======== Input data ========

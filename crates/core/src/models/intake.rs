//! Intake (admission cycle) entity and payload DTOs.

use chrono::NaiveDate;
use serde::{Deserialize, Serialize};
use validator::{Validate, ValidationError};

use crate::types::DbId;

/// An academic intake: an admission cycle with a start and end date.
#[derive(Debug, Clone, Serialize, Deserialize)]
#[serde(rename_all = "camelCase")]
pub struct Intake {
    pub id: DbId,
    pub name: String,
    pub start_date: NaiveDate,
    pub end_date: NaiveDate,
}

/// Payload for creating an intake. The end date must not precede the
/// start date; equal dates are allowed.
#[derive(Debug, Clone, Serialize, Validate)]
#[serde(rename_all = "camelCase")]
#[validate(schema(function = validate_window))]
pub struct CreateIntake {
    #[validate(length(min = 2, message = "اسم الدفعة مطلوب"))]
    pub name: String,
    pub start_date: NaiveDate,
    pub end_date: NaiveDate,
}

/// Payload for updating an intake.
#[derive(Debug, Clone, Serialize, Validate)]
#[serde(rename_all = "camelCase")]
#[validate(schema(function = validate_update_window))]
pub struct UpdateIntake {
    pub id: DbId,
    #[validate(length(min = 2, message = "اسم الدفعة مطلوب"))]
    pub name: String,
    pub start_date: NaiveDate,
    pub end_date: NaiveDate,
}

impl crate::table::TableRow for Intake {
    fn search_text(&self) -> Vec<String> {
        vec![
            self.id.to_string(),
            self.name.clone(),
            self.start_date.to_string(),
            self.end_date.to_string(),
        ]
    }

    fn sort_key(&self, column: &str) -> Option<crate::table::SortValue> {
        match column {
            "id" => Some(crate::table::SortValue::Int(self.id)),
            "name" => Some(crate::table::SortValue::Text(self.name.clone())),
            "startDate" => Some(crate::table::SortValue::Text(self.start_date.to_string())),
            _ => None,
        }
    }
}

fn check_window(start: NaiveDate, end: NaiveDate) -> Result<(), ValidationError> {
    if end < start {
        return Err(ValidationError::new("date_window")
            .with_message("تاريخ النهاية يجب ألا يسبق تاريخ البداية".into()));
    }
    Ok(())
}

fn validate_window(intake: &CreateIntake) -> Result<(), ValidationError> {
    check_window(intake.start_date, intake.end_date)
}

fn validate_update_window(intake: &UpdateIntake) -> Result<(), ValidationError> {
    check_window(intake.start_date, intake.end_date)
}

========

Where the string "admission" shows up in the listing above, copy the line that holds it.

» Response to the task
//! Intake (admission cycle) entity and payload DTOs.
/// An academic intake: an admission cycle with a start and end date.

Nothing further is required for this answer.